● GOAL OF THE EXERCISE
Where in the records does the word "CreditReceipt" appear? Copy each line that holds it.

BEGIN

//! Session Pass Ledger: remaining credit and last-attendance time of a pass.
//!
//! Credit only moves together with the attendance log. A consumed credit is
//! always a new entry and a restored credit is always a removed entry, both
//! carried by one WAL event, so `remaining = total - entries` holds after
//! every commit and after replay.

use ulid::Ulid;

use crate::model::*;

use super::capacity::validate_timestamp;
use super::{Engine, EngineError};

/// Result of consuming one credit.
#[derive(Debug, Clone, Copy, PartialEq, Eq)]
pub struct CreditReceipt {
    pub entry_id: Ulid,
    pub remaining_sessions: u32,
}

pub(crate) fn ensure_credit(ps: &PassState) -> Result<(), EngineError> {
    if ps.pass.remaining_sessions == 0 {
        return Err(EngineError::PassExhausted(ps.pass.id));
    }
    Ok(())
}

fn recompute_last_attendance(ps: &mut PassState) {
    ps.pass.last_attendance_time = ps.latest_entry_date();
}

pub(crate) fn apply_consume(ps: &mut PassState, entry: AttendanceEntry) {
    ps.pass.remaining_sessions = ps.pass.remaining_sessions.saturating_sub(1);
    ps.insert_entry(entry);
    recompute_last_attendance(ps);
}

pub(crate) fn apply_restore(ps: &mut PassState, entry_id: Ulid) -> Option<AttendanceEntry> {
    let removed = ps.remove_entry(entry_id)?;
    ps.pass.remaining_sessions = (ps.pass.remaining_sessions + 1).min(ps.pass.total_sessions);
    recompute_last_attendance(ps);
    Some(removed)
}

pub(crate) fn apply_edit(ps: &mut PassState, entry_id: Ulid, date: Ms) {
    if let Some(mut entry) = ps.remove_entry(entry_id) {
        entry.date = date;
        ps.insert_entry(entry);
    }
    recompute_last_attendance(ps);
}

impl Engine {
    /// Consume one credit of `pass_id`, logging an attendance on `date`.
    /// Fails with `PassExhausted` when nothing is left; the caller decides
    /// whether that is fatal.
    pub async fn consume_credit(
        &self,
        pass_id: Ulid,
        date: Ms,
    ) -> Result<CreditReceipt, EngineError> {
        validate_timestamp(date)?;
        let _gate = self.commit_gate.read().await;
        let mut guard = self.lock_pass(&pass_id).await?;
        ensure_credit(&guard)?;

        let entry_id = Ulid::new();
        let event = Event::AttendanceAppended {
            pass_id,
            entry_id,
            date,
            reservation_id: None,
        };
        self.persist_pass(&mut guard, &event).await?;
        tracing::info!(
            "pass {pass_id}: credit consumed, {} remaining",
            guard.pass.remaining_sessions
        );
        Ok(CreditReceipt {
            entry_id,
            remaining_sessions: guard.pass.remaining_sessions,
        })
    }

    /// Give back the credit held by `entry_id` and drop the entry.
    /// `last_attendance_time` falls back to the newest remaining entry.
    pub async fn restore_credit(
        &self,
        pass_id: Ulid,
        entry_id: Ulid,
    ) -> Result<SessionPass, EngineError> {
        let _gate = self.commit_gate.read().await;
        let mut guard = self.lock_pass(&pass_id).await?;
        if guard.entry(&entry_id).is_none() {
            return Err(EngineError::AttendanceNotFound(entry_id));
        }

        let event = Event::AttendanceRemoved { pass_id, entry_id };
        self.persist_pass(&mut guard, &event).await?;
        tracing::info!(
            "pass {pass_id}: attendance {entry_id} removed, {} remaining",
            guard.pass.remaining_sessions
        );
        Ok(guard.pass.clone())
    }

    /// Rewrite the date of an entry. Remaining credit is untouched.
    pub async fn edit_attendance_date(
        &self,
        pass_id: Ulid,
        entry_id: Ulid,
        date: Ms,
    ) -> Result<AttendanceEntry, EngineError> {
        validate_timestamp(date)?;
        let _gate = self.commit_gate.read().await;
        let mut guard = self.lock_pass(&pass_id).await?;
        if guard.entry(&entry_id).is_none() {
            return Err(EngineError::AttendanceNotFound(entry_id));
        }

        let event = Event::AttendanceEdited {
            pass_id,
            entry_id,
            date,
        };
        self.persist_pass(&mut guard, &event).await?;
        guard
            .entry(&entry_id)
            .cloned()
            .ok_or(EngineError::AttendanceNotFound(entry_id))
    }
}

END

● TASK ANSWER
pub struct CreditReceipt {
    ) -> Result<CreditReceipt, EngineError> {
        Ok(CreditReceipt {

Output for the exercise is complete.